What to produce
Among the records, find the lines that hold the string "text" and return them.
(Recorded data begins)
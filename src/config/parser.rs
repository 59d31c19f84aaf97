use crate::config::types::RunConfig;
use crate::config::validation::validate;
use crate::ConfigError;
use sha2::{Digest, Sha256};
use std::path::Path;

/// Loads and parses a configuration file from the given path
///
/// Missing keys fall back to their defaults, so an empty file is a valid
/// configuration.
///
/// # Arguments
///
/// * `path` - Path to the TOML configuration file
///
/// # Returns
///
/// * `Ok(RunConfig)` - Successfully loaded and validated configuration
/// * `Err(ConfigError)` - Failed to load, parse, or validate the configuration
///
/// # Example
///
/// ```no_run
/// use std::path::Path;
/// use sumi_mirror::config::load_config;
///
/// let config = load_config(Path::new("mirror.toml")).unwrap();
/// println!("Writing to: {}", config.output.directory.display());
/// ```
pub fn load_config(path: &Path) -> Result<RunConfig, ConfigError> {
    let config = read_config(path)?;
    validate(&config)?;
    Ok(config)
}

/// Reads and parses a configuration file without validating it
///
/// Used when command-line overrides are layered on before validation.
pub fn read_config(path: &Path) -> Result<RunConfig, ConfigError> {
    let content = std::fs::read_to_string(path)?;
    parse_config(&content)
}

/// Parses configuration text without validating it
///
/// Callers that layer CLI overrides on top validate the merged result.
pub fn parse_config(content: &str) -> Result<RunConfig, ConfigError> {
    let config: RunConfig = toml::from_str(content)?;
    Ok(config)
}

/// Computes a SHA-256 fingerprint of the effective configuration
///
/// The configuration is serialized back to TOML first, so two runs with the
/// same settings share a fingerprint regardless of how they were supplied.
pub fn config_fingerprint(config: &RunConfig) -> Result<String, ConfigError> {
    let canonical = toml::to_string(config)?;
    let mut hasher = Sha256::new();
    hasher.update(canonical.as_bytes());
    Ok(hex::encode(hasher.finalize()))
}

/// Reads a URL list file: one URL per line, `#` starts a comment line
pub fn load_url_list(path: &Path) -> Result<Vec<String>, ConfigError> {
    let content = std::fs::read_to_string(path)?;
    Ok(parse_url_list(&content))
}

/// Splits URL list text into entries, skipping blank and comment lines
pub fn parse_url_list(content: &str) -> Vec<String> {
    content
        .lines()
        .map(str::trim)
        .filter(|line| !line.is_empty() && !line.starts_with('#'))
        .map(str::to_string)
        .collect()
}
(Recorded data ends)
(Recorded data begins)
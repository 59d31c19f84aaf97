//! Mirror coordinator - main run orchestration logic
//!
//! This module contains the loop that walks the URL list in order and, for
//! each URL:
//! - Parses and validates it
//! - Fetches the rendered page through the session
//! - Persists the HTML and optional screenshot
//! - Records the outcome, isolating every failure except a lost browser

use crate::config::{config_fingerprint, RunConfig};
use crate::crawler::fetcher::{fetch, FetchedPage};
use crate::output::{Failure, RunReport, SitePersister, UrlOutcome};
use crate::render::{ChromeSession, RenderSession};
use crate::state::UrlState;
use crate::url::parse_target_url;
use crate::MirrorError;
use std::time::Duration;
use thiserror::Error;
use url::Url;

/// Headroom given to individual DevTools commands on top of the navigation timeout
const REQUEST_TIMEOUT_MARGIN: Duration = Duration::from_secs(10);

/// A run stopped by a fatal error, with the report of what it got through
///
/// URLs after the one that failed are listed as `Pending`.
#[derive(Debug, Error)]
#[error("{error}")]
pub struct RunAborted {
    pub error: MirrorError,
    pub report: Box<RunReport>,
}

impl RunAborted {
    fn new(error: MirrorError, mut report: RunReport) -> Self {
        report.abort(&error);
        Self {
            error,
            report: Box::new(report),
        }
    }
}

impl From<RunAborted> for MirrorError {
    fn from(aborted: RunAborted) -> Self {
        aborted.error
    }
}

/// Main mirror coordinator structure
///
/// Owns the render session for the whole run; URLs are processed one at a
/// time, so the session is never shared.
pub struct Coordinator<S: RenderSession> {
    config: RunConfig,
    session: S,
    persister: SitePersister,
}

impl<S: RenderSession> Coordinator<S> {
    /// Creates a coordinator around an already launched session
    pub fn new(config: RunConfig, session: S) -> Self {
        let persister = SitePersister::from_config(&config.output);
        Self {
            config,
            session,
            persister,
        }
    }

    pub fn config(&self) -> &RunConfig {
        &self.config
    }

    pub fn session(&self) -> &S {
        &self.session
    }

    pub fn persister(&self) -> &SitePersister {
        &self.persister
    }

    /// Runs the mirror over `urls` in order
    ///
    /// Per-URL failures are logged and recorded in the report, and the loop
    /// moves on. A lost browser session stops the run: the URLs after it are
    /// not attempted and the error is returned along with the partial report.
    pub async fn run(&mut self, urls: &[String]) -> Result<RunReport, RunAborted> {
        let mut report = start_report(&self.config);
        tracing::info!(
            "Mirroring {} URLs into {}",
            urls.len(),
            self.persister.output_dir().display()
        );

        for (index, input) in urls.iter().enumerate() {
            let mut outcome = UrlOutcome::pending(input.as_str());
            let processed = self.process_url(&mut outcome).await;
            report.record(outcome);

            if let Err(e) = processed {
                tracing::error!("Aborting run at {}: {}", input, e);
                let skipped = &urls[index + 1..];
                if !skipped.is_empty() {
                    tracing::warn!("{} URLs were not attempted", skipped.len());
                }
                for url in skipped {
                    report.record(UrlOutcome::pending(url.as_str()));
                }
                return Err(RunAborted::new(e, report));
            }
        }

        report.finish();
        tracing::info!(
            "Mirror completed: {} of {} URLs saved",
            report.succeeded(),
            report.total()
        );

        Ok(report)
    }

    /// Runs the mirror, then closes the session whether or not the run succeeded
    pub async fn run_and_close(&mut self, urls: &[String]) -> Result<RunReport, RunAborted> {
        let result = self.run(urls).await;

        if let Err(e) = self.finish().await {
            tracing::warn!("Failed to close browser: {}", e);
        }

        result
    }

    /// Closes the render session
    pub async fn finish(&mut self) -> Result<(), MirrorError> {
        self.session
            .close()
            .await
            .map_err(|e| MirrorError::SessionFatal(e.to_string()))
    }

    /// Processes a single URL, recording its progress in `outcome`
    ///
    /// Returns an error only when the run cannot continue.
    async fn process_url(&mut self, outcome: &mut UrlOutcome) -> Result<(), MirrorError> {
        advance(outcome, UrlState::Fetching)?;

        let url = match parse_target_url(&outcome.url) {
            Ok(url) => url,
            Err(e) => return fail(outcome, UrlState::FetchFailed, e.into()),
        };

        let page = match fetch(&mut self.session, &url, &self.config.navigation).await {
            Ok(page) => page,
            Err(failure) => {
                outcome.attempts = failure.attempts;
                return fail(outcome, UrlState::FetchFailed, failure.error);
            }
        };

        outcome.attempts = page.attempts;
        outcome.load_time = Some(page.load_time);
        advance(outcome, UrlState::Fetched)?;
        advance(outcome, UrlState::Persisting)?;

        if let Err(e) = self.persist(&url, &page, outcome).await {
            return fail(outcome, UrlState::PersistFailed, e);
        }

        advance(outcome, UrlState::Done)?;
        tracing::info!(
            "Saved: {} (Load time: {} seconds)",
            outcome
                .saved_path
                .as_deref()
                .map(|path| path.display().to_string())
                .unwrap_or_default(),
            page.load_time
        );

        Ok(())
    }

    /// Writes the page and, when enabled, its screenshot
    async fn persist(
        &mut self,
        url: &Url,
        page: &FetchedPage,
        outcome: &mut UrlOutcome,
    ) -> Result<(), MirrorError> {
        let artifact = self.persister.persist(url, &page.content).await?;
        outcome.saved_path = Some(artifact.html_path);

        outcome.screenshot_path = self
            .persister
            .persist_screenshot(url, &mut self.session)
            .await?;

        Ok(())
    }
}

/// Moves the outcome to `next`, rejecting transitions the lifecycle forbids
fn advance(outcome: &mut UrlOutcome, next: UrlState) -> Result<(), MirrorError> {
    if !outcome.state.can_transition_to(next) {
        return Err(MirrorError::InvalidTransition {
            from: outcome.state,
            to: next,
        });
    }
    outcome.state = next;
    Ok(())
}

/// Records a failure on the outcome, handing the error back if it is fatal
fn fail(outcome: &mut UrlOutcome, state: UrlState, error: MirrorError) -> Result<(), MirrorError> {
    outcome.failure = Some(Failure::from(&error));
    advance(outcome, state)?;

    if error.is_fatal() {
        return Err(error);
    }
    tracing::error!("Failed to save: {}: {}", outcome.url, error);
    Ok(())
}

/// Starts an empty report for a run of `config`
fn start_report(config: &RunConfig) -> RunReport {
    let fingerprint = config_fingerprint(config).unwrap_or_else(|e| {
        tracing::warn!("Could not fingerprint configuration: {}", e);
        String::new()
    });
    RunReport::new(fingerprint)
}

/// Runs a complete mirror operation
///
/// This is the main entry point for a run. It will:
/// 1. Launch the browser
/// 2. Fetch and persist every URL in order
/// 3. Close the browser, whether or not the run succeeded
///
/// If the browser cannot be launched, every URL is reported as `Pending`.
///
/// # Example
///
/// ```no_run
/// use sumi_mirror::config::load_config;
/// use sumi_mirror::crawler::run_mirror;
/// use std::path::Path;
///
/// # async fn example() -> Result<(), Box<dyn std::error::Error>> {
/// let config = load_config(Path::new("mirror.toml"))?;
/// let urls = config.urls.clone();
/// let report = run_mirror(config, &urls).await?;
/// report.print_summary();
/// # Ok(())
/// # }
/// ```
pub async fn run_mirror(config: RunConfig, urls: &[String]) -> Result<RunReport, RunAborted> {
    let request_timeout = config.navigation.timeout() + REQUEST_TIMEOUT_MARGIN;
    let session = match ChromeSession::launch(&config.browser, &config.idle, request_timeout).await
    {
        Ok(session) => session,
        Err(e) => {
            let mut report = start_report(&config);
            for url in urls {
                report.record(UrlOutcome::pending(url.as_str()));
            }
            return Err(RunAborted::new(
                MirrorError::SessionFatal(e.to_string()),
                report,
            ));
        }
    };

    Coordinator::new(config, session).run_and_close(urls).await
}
(Recorded data ends)
(Recorded data begins)
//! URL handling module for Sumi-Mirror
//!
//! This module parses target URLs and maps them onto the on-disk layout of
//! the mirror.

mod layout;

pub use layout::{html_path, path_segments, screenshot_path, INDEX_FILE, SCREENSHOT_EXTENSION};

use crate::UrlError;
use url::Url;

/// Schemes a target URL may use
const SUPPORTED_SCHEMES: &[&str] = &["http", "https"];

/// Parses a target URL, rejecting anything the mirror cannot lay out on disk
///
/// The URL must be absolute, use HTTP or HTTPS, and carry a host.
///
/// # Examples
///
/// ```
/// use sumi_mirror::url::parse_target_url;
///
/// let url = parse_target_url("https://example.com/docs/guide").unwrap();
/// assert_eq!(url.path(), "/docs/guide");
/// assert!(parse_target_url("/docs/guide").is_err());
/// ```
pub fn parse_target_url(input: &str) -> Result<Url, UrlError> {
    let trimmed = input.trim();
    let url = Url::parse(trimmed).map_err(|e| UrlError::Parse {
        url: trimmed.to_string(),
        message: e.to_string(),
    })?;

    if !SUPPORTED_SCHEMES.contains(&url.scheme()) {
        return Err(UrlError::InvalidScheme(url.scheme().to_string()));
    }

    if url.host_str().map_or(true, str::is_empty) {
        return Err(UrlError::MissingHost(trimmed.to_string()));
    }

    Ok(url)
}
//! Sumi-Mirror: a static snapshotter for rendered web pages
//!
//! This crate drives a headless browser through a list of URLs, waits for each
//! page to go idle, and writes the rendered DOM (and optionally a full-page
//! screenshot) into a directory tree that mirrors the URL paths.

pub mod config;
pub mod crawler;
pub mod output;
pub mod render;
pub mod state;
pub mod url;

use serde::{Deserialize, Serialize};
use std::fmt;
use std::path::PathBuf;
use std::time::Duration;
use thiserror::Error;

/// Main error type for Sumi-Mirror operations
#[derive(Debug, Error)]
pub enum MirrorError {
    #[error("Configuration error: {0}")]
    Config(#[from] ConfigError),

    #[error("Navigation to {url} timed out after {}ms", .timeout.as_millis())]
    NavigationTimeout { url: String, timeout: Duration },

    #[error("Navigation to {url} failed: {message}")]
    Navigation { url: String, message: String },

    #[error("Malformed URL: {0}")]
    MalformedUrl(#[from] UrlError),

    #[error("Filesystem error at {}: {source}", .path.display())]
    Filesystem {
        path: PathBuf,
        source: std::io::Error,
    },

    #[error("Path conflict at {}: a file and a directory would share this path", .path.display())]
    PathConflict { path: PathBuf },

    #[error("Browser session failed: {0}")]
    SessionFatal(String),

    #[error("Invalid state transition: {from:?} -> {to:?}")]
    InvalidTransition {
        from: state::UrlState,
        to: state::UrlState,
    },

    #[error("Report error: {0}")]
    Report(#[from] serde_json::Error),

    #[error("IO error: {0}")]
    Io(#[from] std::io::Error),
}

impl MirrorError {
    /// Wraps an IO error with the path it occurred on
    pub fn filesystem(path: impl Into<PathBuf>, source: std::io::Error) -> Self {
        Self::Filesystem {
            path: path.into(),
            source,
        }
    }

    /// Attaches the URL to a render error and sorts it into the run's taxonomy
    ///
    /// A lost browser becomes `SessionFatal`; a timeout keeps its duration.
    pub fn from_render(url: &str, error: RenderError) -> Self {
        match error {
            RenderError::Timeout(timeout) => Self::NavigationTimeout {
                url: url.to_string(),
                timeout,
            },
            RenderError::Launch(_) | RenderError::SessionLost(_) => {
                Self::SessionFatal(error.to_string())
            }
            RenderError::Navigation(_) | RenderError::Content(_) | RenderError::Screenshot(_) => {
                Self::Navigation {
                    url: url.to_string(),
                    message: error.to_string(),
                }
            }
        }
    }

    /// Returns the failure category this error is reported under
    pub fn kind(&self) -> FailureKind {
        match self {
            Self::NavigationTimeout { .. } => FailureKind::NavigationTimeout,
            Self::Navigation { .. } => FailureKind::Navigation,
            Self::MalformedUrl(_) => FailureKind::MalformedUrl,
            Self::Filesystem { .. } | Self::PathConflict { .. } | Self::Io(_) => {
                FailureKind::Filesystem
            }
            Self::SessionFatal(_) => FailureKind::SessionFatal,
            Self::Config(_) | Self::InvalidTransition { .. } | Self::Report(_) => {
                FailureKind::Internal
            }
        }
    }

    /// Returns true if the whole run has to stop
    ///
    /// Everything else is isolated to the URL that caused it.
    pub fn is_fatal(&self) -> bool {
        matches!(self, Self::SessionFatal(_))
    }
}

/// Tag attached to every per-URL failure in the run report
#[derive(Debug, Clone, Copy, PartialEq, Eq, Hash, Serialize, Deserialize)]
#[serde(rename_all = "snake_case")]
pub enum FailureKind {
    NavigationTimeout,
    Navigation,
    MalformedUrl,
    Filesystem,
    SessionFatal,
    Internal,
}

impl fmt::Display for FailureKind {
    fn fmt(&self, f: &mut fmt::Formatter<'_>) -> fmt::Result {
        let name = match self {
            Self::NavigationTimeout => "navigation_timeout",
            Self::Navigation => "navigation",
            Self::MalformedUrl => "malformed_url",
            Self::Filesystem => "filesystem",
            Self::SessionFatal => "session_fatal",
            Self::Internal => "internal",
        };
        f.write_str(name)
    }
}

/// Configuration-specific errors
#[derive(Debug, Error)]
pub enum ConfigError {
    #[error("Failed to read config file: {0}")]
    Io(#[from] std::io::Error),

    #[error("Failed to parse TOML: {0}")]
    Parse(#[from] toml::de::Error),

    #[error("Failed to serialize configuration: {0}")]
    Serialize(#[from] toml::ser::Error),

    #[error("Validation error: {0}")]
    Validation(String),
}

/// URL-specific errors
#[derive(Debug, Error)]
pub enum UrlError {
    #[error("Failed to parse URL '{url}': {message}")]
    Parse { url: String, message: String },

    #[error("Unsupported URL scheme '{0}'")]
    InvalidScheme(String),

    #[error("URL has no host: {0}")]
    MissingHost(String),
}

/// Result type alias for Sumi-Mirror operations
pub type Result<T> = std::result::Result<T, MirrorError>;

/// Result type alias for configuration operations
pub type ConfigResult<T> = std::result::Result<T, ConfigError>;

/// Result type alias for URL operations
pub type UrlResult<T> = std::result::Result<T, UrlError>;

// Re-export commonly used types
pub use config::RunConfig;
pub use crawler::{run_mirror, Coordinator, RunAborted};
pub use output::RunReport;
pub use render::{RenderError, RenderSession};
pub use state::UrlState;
(Recorded data ends)
Expected answer
/// Parses configuration text without validating it
/// Splits URL list text into entries, skipping blank and comment lines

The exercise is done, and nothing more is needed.